- **Required work**
Look for the string "iter" in the listing below, then copy every line that has it.

======== Information given ========

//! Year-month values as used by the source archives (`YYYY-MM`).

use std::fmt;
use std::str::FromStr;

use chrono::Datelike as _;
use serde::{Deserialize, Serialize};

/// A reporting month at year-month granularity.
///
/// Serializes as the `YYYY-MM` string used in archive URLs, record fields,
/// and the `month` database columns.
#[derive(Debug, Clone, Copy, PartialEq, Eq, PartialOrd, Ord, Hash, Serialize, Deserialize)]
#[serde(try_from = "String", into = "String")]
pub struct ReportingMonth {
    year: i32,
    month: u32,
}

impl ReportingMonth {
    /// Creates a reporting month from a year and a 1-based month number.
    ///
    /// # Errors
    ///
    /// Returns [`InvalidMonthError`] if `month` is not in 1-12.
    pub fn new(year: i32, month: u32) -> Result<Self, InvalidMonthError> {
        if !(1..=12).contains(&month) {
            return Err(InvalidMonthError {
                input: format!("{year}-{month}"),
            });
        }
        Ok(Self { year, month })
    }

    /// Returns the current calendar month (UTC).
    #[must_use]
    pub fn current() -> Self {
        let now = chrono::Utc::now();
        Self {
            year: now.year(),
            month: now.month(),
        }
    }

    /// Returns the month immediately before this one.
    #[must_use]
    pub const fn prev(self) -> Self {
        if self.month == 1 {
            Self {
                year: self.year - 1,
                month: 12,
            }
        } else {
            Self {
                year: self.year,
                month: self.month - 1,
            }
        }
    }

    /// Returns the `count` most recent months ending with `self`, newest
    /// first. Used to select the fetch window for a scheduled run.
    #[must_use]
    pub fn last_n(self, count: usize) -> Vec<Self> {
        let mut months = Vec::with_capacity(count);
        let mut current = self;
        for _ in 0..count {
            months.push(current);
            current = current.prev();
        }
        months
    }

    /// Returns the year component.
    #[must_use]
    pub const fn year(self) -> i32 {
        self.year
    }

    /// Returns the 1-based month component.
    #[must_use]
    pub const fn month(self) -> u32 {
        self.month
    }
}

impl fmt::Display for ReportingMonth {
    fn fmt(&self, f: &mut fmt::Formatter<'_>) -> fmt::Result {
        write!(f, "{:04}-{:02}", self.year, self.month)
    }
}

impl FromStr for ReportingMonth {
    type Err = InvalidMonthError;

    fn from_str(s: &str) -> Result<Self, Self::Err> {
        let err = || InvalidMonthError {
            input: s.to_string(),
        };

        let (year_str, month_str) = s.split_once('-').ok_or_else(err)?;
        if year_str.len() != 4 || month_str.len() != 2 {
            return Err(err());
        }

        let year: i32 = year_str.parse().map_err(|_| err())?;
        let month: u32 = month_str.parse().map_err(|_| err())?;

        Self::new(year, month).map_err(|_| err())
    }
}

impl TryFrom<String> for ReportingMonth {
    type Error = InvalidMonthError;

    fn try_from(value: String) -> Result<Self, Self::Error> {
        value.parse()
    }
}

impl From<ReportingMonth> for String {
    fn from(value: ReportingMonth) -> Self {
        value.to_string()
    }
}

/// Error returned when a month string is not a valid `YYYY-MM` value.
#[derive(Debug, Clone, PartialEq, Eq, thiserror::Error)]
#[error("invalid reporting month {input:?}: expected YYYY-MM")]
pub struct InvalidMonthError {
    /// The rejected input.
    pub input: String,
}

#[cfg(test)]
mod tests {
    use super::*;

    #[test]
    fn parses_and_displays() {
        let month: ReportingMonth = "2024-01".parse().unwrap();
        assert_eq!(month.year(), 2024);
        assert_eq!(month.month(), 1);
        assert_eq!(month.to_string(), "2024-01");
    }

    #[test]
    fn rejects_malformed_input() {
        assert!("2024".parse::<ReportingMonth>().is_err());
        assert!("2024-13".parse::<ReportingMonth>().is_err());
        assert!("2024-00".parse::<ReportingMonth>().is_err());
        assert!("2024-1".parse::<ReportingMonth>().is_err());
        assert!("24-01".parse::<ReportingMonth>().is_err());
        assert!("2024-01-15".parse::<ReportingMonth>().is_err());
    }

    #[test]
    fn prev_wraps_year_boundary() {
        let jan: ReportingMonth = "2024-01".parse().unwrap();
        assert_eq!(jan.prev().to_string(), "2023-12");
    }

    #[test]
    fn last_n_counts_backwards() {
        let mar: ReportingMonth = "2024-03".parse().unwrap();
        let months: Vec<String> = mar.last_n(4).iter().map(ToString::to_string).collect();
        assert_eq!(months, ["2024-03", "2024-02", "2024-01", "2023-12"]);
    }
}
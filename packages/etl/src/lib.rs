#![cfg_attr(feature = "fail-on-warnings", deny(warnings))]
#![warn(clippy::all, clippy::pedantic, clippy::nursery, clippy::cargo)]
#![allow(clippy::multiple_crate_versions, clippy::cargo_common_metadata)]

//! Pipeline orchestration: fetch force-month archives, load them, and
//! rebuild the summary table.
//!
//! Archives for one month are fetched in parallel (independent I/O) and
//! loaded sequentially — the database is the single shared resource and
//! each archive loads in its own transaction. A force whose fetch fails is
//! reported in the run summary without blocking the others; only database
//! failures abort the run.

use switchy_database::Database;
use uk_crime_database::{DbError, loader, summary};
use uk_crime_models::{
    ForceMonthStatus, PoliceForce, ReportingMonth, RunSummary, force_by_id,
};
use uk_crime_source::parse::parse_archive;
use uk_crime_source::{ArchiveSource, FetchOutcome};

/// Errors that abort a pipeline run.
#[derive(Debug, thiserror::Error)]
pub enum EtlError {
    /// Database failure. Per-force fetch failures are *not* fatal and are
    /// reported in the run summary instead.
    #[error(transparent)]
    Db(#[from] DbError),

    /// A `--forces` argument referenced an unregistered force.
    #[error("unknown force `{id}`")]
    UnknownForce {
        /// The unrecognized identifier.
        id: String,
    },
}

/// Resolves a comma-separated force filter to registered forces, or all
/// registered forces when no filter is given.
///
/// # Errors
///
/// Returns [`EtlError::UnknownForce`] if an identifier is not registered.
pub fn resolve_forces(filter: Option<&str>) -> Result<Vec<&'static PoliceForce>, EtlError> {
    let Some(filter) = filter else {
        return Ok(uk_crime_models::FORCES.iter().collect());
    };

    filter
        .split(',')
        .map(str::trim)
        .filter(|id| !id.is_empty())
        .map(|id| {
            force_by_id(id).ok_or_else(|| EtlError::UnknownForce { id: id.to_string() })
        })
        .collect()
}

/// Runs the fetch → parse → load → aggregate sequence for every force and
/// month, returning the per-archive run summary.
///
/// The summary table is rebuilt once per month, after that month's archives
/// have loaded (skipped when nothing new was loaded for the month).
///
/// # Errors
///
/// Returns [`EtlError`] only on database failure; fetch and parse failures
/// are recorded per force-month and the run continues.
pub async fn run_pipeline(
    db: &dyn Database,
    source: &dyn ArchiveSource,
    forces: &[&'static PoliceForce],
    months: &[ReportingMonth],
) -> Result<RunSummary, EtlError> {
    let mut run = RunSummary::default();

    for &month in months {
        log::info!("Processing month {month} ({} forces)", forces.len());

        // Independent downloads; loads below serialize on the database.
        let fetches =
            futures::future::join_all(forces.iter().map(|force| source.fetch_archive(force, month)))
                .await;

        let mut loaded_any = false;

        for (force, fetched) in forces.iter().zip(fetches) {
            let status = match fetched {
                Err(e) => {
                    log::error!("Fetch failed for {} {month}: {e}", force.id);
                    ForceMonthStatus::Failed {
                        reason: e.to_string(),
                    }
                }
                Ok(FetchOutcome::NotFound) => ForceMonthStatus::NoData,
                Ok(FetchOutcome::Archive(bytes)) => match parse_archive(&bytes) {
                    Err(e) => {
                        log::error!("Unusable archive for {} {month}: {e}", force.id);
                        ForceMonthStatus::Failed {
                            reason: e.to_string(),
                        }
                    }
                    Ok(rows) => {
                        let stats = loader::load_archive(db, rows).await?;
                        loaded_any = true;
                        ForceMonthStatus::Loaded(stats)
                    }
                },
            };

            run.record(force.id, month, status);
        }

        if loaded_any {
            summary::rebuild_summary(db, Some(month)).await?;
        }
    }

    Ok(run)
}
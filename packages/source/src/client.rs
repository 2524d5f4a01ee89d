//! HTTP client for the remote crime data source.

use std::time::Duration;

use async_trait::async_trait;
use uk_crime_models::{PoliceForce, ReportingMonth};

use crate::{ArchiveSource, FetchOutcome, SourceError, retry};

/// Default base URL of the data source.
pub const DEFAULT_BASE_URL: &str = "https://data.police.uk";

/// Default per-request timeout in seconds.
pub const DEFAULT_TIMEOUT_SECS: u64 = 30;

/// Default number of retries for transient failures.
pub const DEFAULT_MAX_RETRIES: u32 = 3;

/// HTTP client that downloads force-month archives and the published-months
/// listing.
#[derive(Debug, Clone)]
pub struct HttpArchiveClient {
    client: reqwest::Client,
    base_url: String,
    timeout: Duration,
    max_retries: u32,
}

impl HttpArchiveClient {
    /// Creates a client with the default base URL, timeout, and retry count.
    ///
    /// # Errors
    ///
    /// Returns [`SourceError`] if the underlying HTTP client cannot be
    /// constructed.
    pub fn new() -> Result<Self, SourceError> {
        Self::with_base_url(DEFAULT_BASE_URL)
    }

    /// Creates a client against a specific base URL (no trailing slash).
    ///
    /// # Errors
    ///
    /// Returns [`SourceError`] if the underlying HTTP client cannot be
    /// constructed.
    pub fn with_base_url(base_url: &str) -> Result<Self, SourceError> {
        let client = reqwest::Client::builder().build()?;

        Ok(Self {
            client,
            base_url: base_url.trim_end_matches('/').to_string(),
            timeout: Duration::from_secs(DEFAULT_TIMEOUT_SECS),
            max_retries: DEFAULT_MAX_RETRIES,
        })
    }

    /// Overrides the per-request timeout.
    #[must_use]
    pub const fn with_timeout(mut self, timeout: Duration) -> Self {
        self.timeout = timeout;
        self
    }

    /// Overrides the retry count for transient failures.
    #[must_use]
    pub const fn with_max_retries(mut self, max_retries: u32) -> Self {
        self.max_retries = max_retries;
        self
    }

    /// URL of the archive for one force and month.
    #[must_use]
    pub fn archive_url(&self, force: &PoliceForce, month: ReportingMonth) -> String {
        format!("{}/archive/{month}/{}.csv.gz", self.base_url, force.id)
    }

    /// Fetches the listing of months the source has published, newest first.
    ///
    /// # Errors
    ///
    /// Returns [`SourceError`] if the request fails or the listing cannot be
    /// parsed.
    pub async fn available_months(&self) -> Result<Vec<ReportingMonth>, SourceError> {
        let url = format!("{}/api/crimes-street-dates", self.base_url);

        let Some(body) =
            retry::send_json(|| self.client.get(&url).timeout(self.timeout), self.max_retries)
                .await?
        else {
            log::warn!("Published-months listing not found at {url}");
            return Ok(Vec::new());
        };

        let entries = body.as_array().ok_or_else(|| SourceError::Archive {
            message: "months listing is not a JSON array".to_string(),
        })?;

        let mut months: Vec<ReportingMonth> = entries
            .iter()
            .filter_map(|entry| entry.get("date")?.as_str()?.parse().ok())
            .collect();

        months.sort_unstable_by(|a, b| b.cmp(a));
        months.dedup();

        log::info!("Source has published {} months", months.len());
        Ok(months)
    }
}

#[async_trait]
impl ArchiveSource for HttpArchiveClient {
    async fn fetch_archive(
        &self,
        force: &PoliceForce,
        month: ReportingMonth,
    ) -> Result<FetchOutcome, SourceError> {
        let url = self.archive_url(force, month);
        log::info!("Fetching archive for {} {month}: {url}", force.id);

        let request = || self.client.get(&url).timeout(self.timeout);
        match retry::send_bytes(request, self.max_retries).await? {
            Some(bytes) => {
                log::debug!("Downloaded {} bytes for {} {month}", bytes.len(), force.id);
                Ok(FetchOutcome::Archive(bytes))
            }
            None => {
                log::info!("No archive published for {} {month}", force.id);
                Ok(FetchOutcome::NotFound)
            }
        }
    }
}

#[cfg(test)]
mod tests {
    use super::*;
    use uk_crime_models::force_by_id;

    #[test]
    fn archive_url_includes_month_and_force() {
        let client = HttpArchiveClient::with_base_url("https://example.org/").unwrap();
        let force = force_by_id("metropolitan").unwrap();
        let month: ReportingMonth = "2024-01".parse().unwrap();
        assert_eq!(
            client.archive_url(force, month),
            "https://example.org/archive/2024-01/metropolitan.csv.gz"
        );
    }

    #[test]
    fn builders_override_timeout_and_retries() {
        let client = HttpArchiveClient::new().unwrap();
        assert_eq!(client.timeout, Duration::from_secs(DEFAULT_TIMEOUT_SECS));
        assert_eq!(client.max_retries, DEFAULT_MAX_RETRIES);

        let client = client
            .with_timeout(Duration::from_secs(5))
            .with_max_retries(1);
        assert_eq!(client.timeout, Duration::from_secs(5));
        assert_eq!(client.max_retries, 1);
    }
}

========

- **Output for this exercise**
        let months: Vec<String> = mar.last_n(4).iter().map(ToString::to_string).collect();
        return Ok(uk_crime_models::FORCES.iter().collect());
            futures::future::join_all(forces.iter().map(|force| source.fetch_archive(force, month)))
        for (force, fetched) in forces.iter().zip(fetches) {
            .iter()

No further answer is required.